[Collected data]
+++

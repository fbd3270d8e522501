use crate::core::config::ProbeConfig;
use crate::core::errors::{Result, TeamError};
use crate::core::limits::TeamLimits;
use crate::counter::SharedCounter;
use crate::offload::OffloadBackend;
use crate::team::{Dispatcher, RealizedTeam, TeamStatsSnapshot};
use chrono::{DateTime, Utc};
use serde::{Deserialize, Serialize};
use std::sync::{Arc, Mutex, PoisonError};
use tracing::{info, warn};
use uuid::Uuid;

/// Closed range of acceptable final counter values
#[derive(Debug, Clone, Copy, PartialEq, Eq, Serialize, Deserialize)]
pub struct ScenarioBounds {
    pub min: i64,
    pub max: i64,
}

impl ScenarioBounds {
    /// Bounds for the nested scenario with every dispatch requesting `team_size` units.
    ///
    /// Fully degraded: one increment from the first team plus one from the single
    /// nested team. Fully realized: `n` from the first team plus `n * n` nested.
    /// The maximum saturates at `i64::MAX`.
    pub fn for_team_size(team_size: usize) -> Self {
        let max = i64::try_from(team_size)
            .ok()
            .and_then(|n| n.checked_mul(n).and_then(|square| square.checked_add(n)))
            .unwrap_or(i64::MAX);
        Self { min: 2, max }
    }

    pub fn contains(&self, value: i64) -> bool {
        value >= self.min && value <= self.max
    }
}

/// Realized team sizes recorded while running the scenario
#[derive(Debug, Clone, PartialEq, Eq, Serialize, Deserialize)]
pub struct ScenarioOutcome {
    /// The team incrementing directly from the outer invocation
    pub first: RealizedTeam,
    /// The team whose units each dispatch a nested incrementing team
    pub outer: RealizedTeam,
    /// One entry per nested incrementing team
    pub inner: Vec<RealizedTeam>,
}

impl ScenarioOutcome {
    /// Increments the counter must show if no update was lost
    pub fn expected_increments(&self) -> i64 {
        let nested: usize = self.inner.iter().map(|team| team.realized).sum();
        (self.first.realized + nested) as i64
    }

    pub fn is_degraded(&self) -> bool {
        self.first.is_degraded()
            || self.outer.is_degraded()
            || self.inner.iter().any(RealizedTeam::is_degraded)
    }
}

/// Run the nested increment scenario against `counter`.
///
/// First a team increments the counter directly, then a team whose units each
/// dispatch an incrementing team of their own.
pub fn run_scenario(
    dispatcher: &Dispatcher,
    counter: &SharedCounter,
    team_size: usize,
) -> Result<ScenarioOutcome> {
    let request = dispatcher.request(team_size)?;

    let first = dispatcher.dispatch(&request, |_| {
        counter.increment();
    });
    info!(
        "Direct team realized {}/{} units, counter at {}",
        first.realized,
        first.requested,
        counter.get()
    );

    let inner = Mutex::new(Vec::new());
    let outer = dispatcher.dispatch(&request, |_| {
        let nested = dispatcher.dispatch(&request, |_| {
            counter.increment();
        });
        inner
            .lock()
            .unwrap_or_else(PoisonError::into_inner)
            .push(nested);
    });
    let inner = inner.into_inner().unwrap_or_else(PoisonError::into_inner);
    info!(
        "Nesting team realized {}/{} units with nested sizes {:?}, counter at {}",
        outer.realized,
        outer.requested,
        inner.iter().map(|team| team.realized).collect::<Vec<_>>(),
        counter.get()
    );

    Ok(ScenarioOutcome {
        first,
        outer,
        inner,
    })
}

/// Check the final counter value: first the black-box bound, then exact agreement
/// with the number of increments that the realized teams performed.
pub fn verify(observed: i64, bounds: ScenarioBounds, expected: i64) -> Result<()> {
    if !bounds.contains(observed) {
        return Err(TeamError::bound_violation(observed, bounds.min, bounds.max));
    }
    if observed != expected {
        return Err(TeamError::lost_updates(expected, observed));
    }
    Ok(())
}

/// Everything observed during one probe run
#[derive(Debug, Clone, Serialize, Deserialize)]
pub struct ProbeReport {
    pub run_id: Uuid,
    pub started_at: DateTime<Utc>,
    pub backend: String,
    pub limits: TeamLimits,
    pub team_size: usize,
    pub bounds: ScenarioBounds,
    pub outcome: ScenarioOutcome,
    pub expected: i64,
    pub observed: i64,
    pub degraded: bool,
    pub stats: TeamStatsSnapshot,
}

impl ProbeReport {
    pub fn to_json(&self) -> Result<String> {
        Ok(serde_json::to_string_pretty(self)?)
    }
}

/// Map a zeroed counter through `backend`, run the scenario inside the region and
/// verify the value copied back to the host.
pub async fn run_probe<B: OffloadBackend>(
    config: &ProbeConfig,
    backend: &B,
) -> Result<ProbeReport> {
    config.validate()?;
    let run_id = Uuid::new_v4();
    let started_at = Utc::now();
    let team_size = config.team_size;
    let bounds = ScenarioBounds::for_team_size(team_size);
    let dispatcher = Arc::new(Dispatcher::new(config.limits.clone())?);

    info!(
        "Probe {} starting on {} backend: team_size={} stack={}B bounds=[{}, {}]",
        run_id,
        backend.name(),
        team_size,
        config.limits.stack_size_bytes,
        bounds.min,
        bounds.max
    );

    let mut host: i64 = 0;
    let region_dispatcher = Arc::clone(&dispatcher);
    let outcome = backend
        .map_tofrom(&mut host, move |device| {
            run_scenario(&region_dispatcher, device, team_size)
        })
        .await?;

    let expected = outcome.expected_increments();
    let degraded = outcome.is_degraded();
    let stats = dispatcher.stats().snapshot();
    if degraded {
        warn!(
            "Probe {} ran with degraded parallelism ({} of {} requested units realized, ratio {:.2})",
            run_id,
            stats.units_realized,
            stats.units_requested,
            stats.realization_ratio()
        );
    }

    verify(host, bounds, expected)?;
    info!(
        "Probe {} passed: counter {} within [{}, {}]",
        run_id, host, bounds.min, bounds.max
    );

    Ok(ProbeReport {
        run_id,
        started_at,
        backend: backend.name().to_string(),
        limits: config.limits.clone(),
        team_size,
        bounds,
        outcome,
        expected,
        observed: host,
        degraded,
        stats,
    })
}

+++

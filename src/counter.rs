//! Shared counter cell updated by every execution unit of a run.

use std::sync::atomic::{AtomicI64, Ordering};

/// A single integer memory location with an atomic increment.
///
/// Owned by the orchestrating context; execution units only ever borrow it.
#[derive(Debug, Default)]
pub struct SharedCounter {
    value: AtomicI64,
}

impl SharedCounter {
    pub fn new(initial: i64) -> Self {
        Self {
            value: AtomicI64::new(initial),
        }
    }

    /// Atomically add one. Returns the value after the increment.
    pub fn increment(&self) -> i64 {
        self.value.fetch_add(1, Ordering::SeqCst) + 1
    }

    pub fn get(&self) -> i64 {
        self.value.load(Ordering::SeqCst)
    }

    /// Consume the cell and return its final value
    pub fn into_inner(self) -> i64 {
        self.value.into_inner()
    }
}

+++

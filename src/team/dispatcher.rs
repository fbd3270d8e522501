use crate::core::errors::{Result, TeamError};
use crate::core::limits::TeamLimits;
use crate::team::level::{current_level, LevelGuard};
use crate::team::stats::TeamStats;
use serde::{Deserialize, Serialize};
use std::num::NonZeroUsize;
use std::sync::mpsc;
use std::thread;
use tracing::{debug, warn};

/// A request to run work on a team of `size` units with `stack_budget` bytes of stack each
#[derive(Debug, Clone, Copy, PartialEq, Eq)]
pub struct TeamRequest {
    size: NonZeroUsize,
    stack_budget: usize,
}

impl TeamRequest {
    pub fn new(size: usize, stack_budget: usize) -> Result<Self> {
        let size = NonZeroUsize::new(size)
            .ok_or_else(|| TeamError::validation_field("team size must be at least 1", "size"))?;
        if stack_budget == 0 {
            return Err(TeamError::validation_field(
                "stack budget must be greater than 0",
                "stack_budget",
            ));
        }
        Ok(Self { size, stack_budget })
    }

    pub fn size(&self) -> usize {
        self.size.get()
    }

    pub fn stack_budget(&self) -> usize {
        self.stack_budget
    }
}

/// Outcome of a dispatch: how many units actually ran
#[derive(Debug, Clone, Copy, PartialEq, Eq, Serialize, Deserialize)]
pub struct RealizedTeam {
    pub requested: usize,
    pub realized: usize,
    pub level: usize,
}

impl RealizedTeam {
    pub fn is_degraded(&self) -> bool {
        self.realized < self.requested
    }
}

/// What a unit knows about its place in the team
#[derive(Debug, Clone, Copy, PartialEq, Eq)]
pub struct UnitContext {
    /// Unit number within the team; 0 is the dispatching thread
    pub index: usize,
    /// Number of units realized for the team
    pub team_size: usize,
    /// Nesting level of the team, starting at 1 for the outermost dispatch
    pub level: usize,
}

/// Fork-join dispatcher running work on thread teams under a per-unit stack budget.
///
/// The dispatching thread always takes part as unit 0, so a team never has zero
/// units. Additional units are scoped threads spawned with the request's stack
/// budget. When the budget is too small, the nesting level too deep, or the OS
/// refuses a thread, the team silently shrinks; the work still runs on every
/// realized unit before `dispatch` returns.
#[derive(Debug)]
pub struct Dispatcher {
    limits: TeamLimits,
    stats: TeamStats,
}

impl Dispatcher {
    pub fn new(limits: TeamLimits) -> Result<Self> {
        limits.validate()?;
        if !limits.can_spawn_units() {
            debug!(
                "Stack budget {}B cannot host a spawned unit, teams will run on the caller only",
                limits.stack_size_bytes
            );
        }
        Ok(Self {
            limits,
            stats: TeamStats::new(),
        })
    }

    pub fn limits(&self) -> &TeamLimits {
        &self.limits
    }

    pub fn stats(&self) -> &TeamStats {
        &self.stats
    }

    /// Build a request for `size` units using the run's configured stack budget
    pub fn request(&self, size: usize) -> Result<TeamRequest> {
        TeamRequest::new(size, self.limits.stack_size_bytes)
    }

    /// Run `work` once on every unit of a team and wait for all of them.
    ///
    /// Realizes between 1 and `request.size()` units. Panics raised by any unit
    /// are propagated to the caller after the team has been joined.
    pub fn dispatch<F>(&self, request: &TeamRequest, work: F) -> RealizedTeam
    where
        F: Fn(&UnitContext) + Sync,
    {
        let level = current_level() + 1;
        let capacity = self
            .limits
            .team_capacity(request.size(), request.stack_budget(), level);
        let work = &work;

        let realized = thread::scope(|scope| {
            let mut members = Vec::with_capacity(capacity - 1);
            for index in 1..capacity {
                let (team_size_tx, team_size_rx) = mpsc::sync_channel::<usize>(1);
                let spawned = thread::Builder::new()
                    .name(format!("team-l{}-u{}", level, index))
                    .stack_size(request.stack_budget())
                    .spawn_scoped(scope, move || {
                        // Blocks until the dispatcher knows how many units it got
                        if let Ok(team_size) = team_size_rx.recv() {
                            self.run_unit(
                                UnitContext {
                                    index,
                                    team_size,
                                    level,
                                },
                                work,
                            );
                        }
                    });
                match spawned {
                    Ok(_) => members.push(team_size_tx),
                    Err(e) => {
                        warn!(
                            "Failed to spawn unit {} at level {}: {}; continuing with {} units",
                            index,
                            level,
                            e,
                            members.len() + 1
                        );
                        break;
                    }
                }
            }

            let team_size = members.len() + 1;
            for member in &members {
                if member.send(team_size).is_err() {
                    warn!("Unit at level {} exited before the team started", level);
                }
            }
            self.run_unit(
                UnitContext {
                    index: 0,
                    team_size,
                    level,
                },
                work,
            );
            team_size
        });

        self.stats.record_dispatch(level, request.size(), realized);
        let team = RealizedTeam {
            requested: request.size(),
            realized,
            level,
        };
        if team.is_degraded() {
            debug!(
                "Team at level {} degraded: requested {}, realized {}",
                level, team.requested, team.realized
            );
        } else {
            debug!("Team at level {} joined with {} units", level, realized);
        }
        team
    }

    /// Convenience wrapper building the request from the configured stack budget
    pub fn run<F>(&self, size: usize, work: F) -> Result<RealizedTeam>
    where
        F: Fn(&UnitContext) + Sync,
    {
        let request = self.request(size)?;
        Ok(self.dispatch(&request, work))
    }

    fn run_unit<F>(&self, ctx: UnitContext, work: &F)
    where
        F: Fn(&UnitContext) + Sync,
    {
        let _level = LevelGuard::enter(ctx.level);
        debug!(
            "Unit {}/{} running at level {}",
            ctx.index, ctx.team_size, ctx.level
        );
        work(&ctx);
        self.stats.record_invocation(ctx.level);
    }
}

+++

Brief => Restate word for word the entries above, starting at the line with "filename src/team/dispatcher.rs" and ending at the line with "the request's stack", inclusive, and no others.

The answer =>
filename src/team/dispatcher.rs
repository fbd3270d8e522501
use crate::core::errors::{Result, TeamError};
use crate::core::limits::TeamLimits;
use crate::team::level::{current_level, LevelGuard};
use crate::team::stats::TeamStats;
use serde::{Deserialize, Serialize};
use std::num::NonZeroUsize;
use std::sync::mpsc;
use std::thread;
use tracing::{debug, warn};

/// A request to run work on a team of `size` units with `stack_budget` bytes of stack each
#[derive(Debug, Clone, Copy, PartialEq, Eq)]
pub struct TeamRequest {
    size: NonZeroUsize,
    stack_budget: usize,
}

impl TeamRequest {
    pub fn new(size: usize, stack_budget: usize) -> Result<Self> {
        let size = NonZeroUsize::new(size)
            .ok_or_else(|| TeamError::validation_field("team size must be at least 1", "size"))?;
        if stack_budget == 0 {
            return Err(TeamError::validation_field(
                "stack budget must be greater than 0",
                "stack_budget",
            ));
        }
        Ok(Self { size, stack_budget })
    }

    pub fn size(&self) -> usize {
        self.size.get()
    }

    pub fn stack_budget(&self) -> usize {
        self.stack_budget
    }
}

/// Outcome of a dispatch: how many units actually ran
#[derive(Debug, Clone, Copy, PartialEq, Eq, Serialize, Deserialize)]
pub struct RealizedTeam {
    pub requested: usize,
    pub realized: usize,
    pub level: usize,
}

impl RealizedTeam {
    pub fn is_degraded(&self) -> bool {
        self.realized < self.requested
    }
}

/// What a unit knows about its place in the team
#[derive(Debug, Clone, Copy, PartialEq, Eq)]
pub struct UnitContext {
    /// Unit number within the team; 0 is the dispatching thread
    pub index: usize,
    /// Number of units realized for the team
    pub team_size: usize,
    /// Nesting level of the team, starting at 1 for the outermost dispatch
    pub level: usize,
}

/// Fork-join dispatcher running work on thread teams under a per-unit stack budget.
///
/// The dispatching thread always takes part as unit 0, so a team never has zero
/// units. Additional units are scoped threads spawned with the request's stack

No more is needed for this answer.